Another case in which Mrs. Friedman's solutions proved crucial was the Doll Woman Case, solved in 1944. Mrs. Velvalee Dickinson, an antique doll dealer in New York City, was eventually found guilty of spying for the Japanese government. Suspicion of her activities while a member of the Japanese-American Society arose from a letter containing coded information hidden in obscure phrases about naval vessel movement in Pearl Harbor.

After her service as a cryptologist with the government in World War II, Mrs. Friedman, working as a consultant, created communications security systems for the International Monetary Fund.
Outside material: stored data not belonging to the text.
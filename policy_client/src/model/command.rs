//! Console input parsing.
//!
//! A line is a verb followed by an optional argument, e.g. `otp 1234567890`
//! or `lookup 101`. Verbs are case-insensitive.
use std::str::FromStr;

use strum_macros::EnumString;

#[derive(Debug, Clone, Copy, PartialEq, Eq, EnumString)]
#[strum(serialize_all = "lowercase", ascii_case_insensitive)]
enum Verb {
    Otp,
    Verify,
    Holdings,
    Lookup,
    Rates,
    Help,
    #[strum(serialize = "quit", serialize = "exit")]
    Quit,
}

/// A parsed line of console input.
#[derive(Debug, Clone, PartialEq, Eq)]
pub enum UserCommand {
    /// Ask for a passcode to be sent to this phone number.
    RequestOtp(String),
    /// Submit the passcode.
    VerifyOtp(String),
    /// Re-fetch the holdings view.
    Holdings,
    /// Search the holdings for a policy number.
    Lookup(String),
    /// Rate comparison placeholder.
    Rates,
    /// Print the command list.
    Help,
    /// Leave the client.
    Quit,
    /// Blank line.
    Empty,
    /// Anything that did not parse.
    Unknown(String),
}

impl UserCommand {
    /// Parses one line; arguments are trimmed.
    pub fn parse(line: &str) -> Self {
        let line = line.trim();
        if line.is_empty() {
            return UserCommand::Empty;
        }
        let (verb, arg) = match line.split_once(char::is_whitespace) {
            Some((verb, arg)) => (verb, arg.trim().to_string()),
            None => (line, String::new()),
        };

        match Verb::from_str(verb) {
            Ok(Verb::Otp) => UserCommand::RequestOtp(arg),
            Ok(Verb::Verify) => UserCommand::VerifyOtp(arg),
            Ok(Verb::Holdings) => UserCommand::Holdings,
            Ok(Verb::Lookup) => UserCommand::Lookup(arg),
            Ok(Verb::Rates) => UserCommand::Rates,
            Ok(Verb::Help) => UserCommand::Help,
            Ok(Verb::Quit) => UserCommand::Quit,
            Err(_) => UserCommand::Unknown(verb.to_string()),
        }
    }
}

#[cfg(test)]
mod tests {
    use super::*;

    #[test]
    fn parses_verbs_with_arguments() {
        assert_eq!(
            UserCommand::parse("otp 1234567890"),
            UserCommand::RequestOtp("1234567890".to_string())
        );
        assert_eq!(
            UserCommand::parse("  verify   4321  "),
            UserCommand::VerifyOtp("4321".to_string())
        );
        assert_eq!(
            UserCommand::parse("LOOKUP 101"),
            UserCommand::Lookup("101".to_string())
        );
    }

    #[test]
    fn missing_argument_is_empty_string() {
        assert_eq!(UserCommand::parse("lookup"), UserCommand::Lookup(String::new()));
        assert_eq!(UserCommand::parse("otp"), UserCommand::RequestOtp(String::new()));
    }

    #[test]
    fn argument_keeps_inner_spaces() {
        assert_eq!(
            UserCommand::parse("otp 12345 67890"),
            UserCommand::RequestOtp("12345 67890".to_string())
        );
    }

    #[test]
    fn parses_bare_verbs_and_aliases() {
        assert_eq!(UserCommand::parse("holdings"), UserCommand::Holdings);
        assert_eq!(UserCommand::parse("rates"), UserCommand::Rates);
        assert_eq!(UserCommand::parse("Help"), UserCommand::Help);
        assert_eq!(UserCommand::parse("quit"), UserCommand::Quit);
        assert_eq!(UserCommand::parse("exit"), UserCommand::Quit);
    }

    #[test]
    fn blank_and_unknown_lines() {
        assert_eq!(UserCommand::parse("   "), UserCommand::Empty);
        assert_eq!(
            UserCommand::parse("transfer 5"),
            UserCommand::Unknown("transfer".to_string())
        );
    }
}
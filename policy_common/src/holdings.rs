//! Client-side policy lookup over the raw holdings payload.
//!
//! The payload returned by `/api/details` is treated as opaque text. A lookup
//! is a plain substring search and a hit returns the whole payload reformatted
//! by [`pretty_print`], not an extracted record.
//!
//! The last search candidate is the bare identifier itself, so `"101"` also
//! matches a payload where `101` only appears inside an unrelated field. A hit
//! does not mean a `policyNumber` field matched.

/// Indentation unit emitted per nesting level.
const INDENT: &str = "    ";

/// Substrings whose presence marks `policy_id` as found, in check order.
pub fn search_candidates(policy_id: &str) -> [String; 3] {
    [
        format!("\"policyNumber\":{}", policy_id),
        format!("\"policyNumber\":\"{}\"", policy_id),
        policy_id.to_string(),
    ]
}

/// Looks for `policy_id` in `payload`.
///
/// Returns the pretty-printed payload when any candidate from
/// [`search_candidates`] is contained in it, `None` otherwise. Callers reject
/// empty identifiers beforehand since the bare candidate would match anything.
pub fn locate(payload: &str, policy_id: &str) -> Option<String> {
    search_candidates(policy_id)
        .iter()
        .any(|candidate| payload.contains(candidate.as_str()))
        .then(|| pretty_print(payload))
}

/// Re-indents JSON-looking text by inserting newlines and 4-space indentation.
///
/// Purely syntactic: brackets and commas inside string values are treated as
/// structure, and nothing is validated. Depth may go negative on unbalanced
/// input; a negative depth indents by zero spaces.
pub fn pretty_print(payload: &str) -> String {
    let mut pretty = String::with_capacity(payload.len() * 2);
    let mut depth: i32 = 0;

    for ch in payload.chars() {
        match ch {
            '{' | '[' => {
                depth += 1;
                pretty.push(ch);
                pretty.push('\n');
                push_indent(&mut pretty, depth);
            }
            '}' | ']' => {
                depth -= 1;
                pretty.push('\n');
                push_indent(&mut pretty, depth);
                pretty.push(ch);
            }
            ',' => {
                pretty.push(ch);
                pretty.push('\n');
                push_indent(&mut pretty, depth);
            }
            _ => pretty.push(ch),
        }
    }
    pretty
}

fn push_indent(out: &mut String, depth: i32) {
    let levels = usize::try_from(depth).unwrap_or(0);
    for _ in 0..levels {
        out.push_str(INDENT);
    }
}
//! Result type alias shared across the workspace.
//!
//! This module defines a convenient alias that defaults the error type to the
//! common `PolicyError`, so functions can simply return `Result<T>`.
use crate::error::PolicyError;

/// Workspace-wide `Result` alias with `PolicyError` as the default error.
pub type Result<T, E = PolicyError> = std::result::Result<T, E>;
The Friedmans' earlier interest in Shakespeare led to a lifelong battle against the doctrine supported by invalid decipherments of Shakespeare's plays, which others used to attempt to prove that Bacon was the author. They collaborated on a manuscript entitled "The Cryptologist Looks at Shakespeare," subsequently published as The Shakespearean Ciphers Examined, which won awards from the Folger Shakespeare Library (1955) and the American Shakespeare Theater and Academy. In this work, the Friedmans dismissed such Baconians as Mrs. Gallup and Mr. Ignatius Donnelly with a combination of technical skill and literary grace that won the book recognition far beyond those interested in the subject. It is generally regarded as the definitive work on the subject, if not the final word.
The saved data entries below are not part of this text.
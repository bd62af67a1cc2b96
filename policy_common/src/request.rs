//! JSON request bodies sent to the authentication endpoints.
//!
//! Field names follow the backend's camelCase convention, so a request for
//! `1234567890` encodes as `{"phoneNumber":"1234567890"}`.
use serde::Serialize;

use crate::session::PhoneNumber;

/// Body of `POST /auth/request-otp`.
#[derive(Debug, Clone, Serialize)]
#[serde(rename_all = "camelCase")]
pub struct OtpRequest<'a> {
    /// Ten-character phone number.
    pub phone_number: &'a str,
}

impl<'a> OtpRequest<'a> {
    /// Creates a new passcode request for `phone`.
    pub fn new(phone: &'a PhoneNumber) -> Self {
        OtpRequest {
            phone_number: phone.as_str(),
        }
    }
}

/// Body of `POST /auth/verify-otp`.
#[derive(Debug, Clone, Serialize)]
#[serde(rename_all = "camelCase")]
pub struct VerifyOtpRequest<'a> {
    /// Phone number the passcode was issued for.
    pub phone_number: &'a str,
    /// Passcode as typed by the user.
    pub otp: &'a str,
}

impl<'a> VerifyOtpRequest<'a> {
    /// Creates a verification request pairing `phone` with `otp`.
    pub fn new(phone: &'a PhoneNumber, otp: &'a str) -> Self {
        VerifyOtpRequest {
            phone_number: phone.as_str(),
            otp,
        }
    }
}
In 1938 Mrs. Friedman received an honorary LL.D. from Hillsdale College.

After her husband's death in 1969, Mrs. Friedman spent her retirement compiling a bibliography of his work and library for presentation to the George C. Marshall Research Library in Lexington, Virginia. It is considered the most extensive private collection of cryptologic material in the world.

NOTES

[59]



[59] The spelling of Mrs. Friedman's first name was chosen by her mother, who wanted no one to call her daughter "Eliza."